# Regression

#### Q1. Explain the concept of R-squared in linear regression models. How is it calculated, and what does it represent?

### R-squared in Linear Regression

R-squared is a statistical measure that represents the proportion of the variance in the dependent variable (the variable we're trying to predict) that is explained by the independent variables (the predictors) in a linear regression model. It provides an indication of how well the independent variables explain the variability in the dependent variable.

R-squared is calculated as:

R-squared = 1 - SSR/SST

where:

SSR = Sum Of Suare Resediuls
SST = Total Sum of Square

.

#### Q2. Define adjusted R-squared and explain how it differs from the regular R-squared.

Adjusted R-squared is a modified version of the R-squared statistic that adjusts for the number of predictors in the model. It is designed to provide a more accurate measure of how well the model explains the variability in the dependent variable, especially when multiple predictors are involved.

R-squared measures the proportion of variance explained by the model but increases with the addition of any predictor, regardless of its relevance.

Adjusted R-squared also measures the proportion of variance explained but adjusts for the number of predictors, penalizing the inclusion of unnecessary variables, and thus better reflects model quality.

.

#### Q3. When is it more appropriate to use adjusted R-squared?

Use adjusted R-squared when we have multiple predictors or when comparing models with different numbers of predictors. It helps avoid overfitting by penalizing unnecessary variables, offering a more accurate measure of model quality.

.

#### Q4. What are RMSE, MSE, and MAE in the context of regression analysis? How are these metrics calculated, and what do they represent?

MSE (Mean Squared Error): Measures the average of the squared differences between actual and predicted values. It penalizes larger errors more heavily.

RMSE (Root Mean Squared Error): The square root of MSE, giving an error metric in the same units as the target variable. It's sensitive to large errors.

MAE (Mean Absolute Error): Measures the average of the absolute differences between actual and predicted values. It's less sensitive to large errors compared to MSE and RMSE.

.

#### Q5. Discuss the advantages and disadvantages of using RMSE, MSE, and MAE as evaluation metrics in regression analysis.

Mean Squared Error (MSE):
-Advantages:
  - Penalizes larger errors more heavily, which can be useful if we want to focus on reducing big errors.
-Disadvantages:
  - Sensitive to outliers because errors are squared, which can disproportionately affect the metric.
  - Less interpretable since it’s in squared units of the target variable.

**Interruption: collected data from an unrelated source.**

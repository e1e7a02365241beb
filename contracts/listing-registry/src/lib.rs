//! Listing Registry Contract
//!
//! Source of truth for marketplace listings. Sellers create and cancel their
//! own listings; once a cross-chain escrow is opened the escrow contract
//! (the configured bridge) is the only party allowed to move a listing in
//! and out of `InEscrow`.

#![no_std]

use soroban_sdk::{
    contract, contracterror, contractimpl, contracttype, symbol_short, Address, Env, Symbol,
};

/// Contract errors
#[contracterror]
#[derive(Copy, Clone, Debug, Eq, PartialEq, PartialOrd, Ord)]
#[repr(u32)]
pub enum ContractError {
    Unauthorized = 1,
    AlreadyInitialized = 2,
    NotInitialized = 3,
    ListingNotFound = 4,
    AlreadyExists = 5,
    InvalidPrice = 6,
    InvalidDuration = 7,
    InvalidChain = 8,
    InvalidTransition = 9,
    BridgeNotSet = 10,
    MathOverflow = 11,
}

/// Networks a cross-chain listing can target: Native=1, Generic=2,
/// Ethereum=3, Solana=4.
const MIN_NETWORK: u32 = 1;
const MAX_NETWORK: u32 = 4;

const ADMIN: Symbol = symbol_short!("admin");
const BRIDGE: Symbol = symbol_short!("bridge");
const COUNT: Symbol = symbol_short!("count");

/// Identifies a listing: an asset within a collection.
#[contracttype]
#[derive(Clone, Debug, Eq, PartialEq)]
pub struct ListingKey {
    pub asset_id: u64,
    pub collection: Address,
}

#[contracttype]
#[derive(Clone, Copy, Debug, Eq, PartialEq)]
#[repr(u32)]
pub enum ListingStatus {
    Active = 0,
    InEscrow = 1,
    Sold = 2,
    Cancelled = 3,
}

/// Listing data structure
#[contracttype]
#[derive(Clone, Debug, Eq, PartialEq)]
pub struct Listing {
    pub seller: Address,
    pub price: i128,
    /// Settlement currency code, informational only.
    pub currency: Symbol,
    pub created_at: u32,
    pub expires_at: u32,
    pub cross_chain: bool,
    /// Network id the buyer settles on; 0 for same-chain listings.
    pub target_network: u32,
    pub status: ListingStatus,
}

#[contract]
pub struct ListingRegistry;

#[contractimpl]
impl ListingRegistry {
    /// Initialize the contract with admin address
    ///
    /// # Events
    /// Emits `lst_init`
    pub fn initialize(env: Env, admin: Address) -> Result<(), ContractError> {
        if env.storage().instance().has(&ADMIN) {
            return Err(ContractError::AlreadyInitialized);
        }

        env.storage().instance().set(&ADMIN, &admin);
        env.storage().instance().set(&COUNT, &0u64);

        env.events().publish((symbol_short!("lst_init"),), (admin,));
        Ok(())
    }

    /// Set the escrow contract allowed to change listing status (admin only)
    ///
    /// # Arguments
    /// * `bridge` - Address of the cross-chain escrow contract
    pub fn set_escrow_bridge(env: Env, bridge: Address) -> Result<(), ContractError> {
        Self::admin(&env)?.require_auth();

        env.storage().instance().set(&BRIDGE, &bridge);

        env.events().publish((symbol_short!("lst_brdg"),), (bridge,));
        Ok(())
    }

    /// Create a listing
    ///
    /// # Arguments
    /// * `seller` - Listing owner
    /// * `asset_id` - Asset identifier within `collection`
    /// * `collection` - Collection the asset belongs to
    /// * `price` - Asking price (must be > 0)
    /// * `currency` - Settlement currency code
    /// * `duration` - Ledgers until the listing expires (must be > 0)
    /// * `cross_chain` - Whether the buyer settles on another network
    /// * `target_network` - Buyer's network id, checked when `cross_chain`
    ///
    /// # Returns
    /// The key the listing is stored under
    ///
    /// # Events
    /// Emits `lst_crtd`
    pub fn create_listing(
        env: Env,
        seller: Address,
        asset_id: u64,
        collection: Address,
        price: i128,
        currency: Symbol,
        duration: u32,
        cross_chain: bool,
        target_network: u32,
    ) -> Result<ListingKey, ContractError> {
        seller.require_auth();
        Self::admin(&env)?;

        if price <= 0 {
            return Err(ContractError::InvalidPrice);
        }
        if duration == 0 {
            return Err(ContractError::InvalidDuration);
        }
        if cross_chain && !(MIN_NETWORK..=MAX_NETWORK).contains(&target_network) {
            return Err(ContractError::InvalidChain);
        }

        let key = ListingKey {
            asset_id,
            collection,
        };
        if env.storage().persistent().has(&key) {
            return Err(ContractError::AlreadyExists);
        }

        let now = env.ledger().sequence();
        let listing = Listing {
            seller: seller.clone(),
            price,
            currency,
            created_at: now,
            expires_at: now
                .checked_add(duration)
                .ok_or(ContractError::MathOverflow)?,
            cross_chain,
            target_network: if cross_chain { target_network } else { 0 },
            status: ListingStatus::Active,
        };
        env.storage().persistent().set(&key, &listing);

        let count: u64 = env.storage().instance().get(&COUNT).unwrap_or(0);
        env.storage().instance().set(&COUNT, &(count + 1));

        env.events().publish(
            (symbol_short!("lst_crtd"),),
            (asset_id, seller, price, cross_chain),
        );

        Ok(key)
    }

    /// Withdraw an active listing (seller only)
    pub fn cancel_listing(env: Env, seller: Address, key: ListingKey) -> Result<(), ContractError> {
        seller.require_auth();

        let mut listing = Self::listing(&env, &key)?;
        if listing.seller != seller {
            return Err(ContractError::Unauthorized);
        }
        if listing.status != ListingStatus::Active {
            return Err(ContractError::InvalidTransition);
        }

        listing.status = ListingStatus::Cancelled;
        env.storage().persistent().set(&key, &listing);

        env.events()
            .publish((symbol_short!("lst_cncl"),), (key.asset_id, seller));
        Ok(())
    }

    /// Move a listing through the escrow lifecycle (bridge only)
    ///
    /// Allowed transitions: Active -> InEscrow when an escrow opens,
    /// InEscrow -> Sold on release and InEscrow -> Active on relist.
    ///
    /// # Events
    /// Emits `lst_stat`
    pub fn set_status(
        env: Env,
        key: ListingKey,
        status: ListingStatus,
    ) -> Result<(), ContractError> {
        let bridge: Address = env
            .storage()
            .instance()
            .get(&BRIDGE)
            .ok_or(ContractError::BridgeNotSet)?;

        bridge.require_auth();

        let mut listing = Self::listing(&env, &key)?;
        let allowed = matches!(
            (listing.status, status),
            (ListingStatus::Active, ListingStatus::InEscrow)
                | (ListingStatus::InEscrow, ListingStatus::Sold)
                | (ListingStatus::InEscrow, ListingStatus::Active)
        );
        if !allowed {
            return Err(ContractError::InvalidTransition);
        }

        listing.status = status;
        env.storage().persistent().set(&key, &listing);

        env.events()
            .publish((symbol_short!("lst_stat"),), (key.asset_id, status));
        Ok(())
    }

    pub fn get_listing(env: Env, key: ListingKey) -> Option<Listing> {
        env.storage().persistent().get(&key)
    }

    /// Number of listings ever created
    pub fn listing_count(env: Env) -> u64 {
        env.storage().instance().get(&COUNT).unwrap_or(0)
    }
}

impl ListingRegistry {
    fn admin(env: &Env) -> Result<Address, ContractError> {
        env.storage()
            .instance()
            .get(&ADMIN)
            .ok_or(ContractError::NotInitialized)
    }

    fn listing(env: &Env, key: &ListingKey) -> Result<Listing, ContractError> {
        env.storage()
            .persistent()
            .get(key)
            .ok_or(ContractError::ListingNotFound)
    }
}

Root Mean Squared Error (RMSE):
-Advantages:
  - Provides an error metric in the same units as the target variable, making it easier to understand and communicate.
  - Like MSE, it penalizes large errors, which can be beneficial if large errors are particularly problematic.
-Disadvantages:
  - Still emphasizes large errors, which might not always be desirable depending on the context.

Mean Absolute Error (MAE):
-Advantages:
  - Less affected by outliers since it doesn’t square the errors, providing a more balanced view of typical errors.
  - Easy to interpret as it is in the same units as the target variable.
-Disadvantages:
  - Doesn’t differentiate between large and small errors, which can be a limitation if large errors need special attention.

.

#### Q6. Explain the concept of Lasso regularization. How does it differ from Ridge regularization, and when is it more appropriate to use?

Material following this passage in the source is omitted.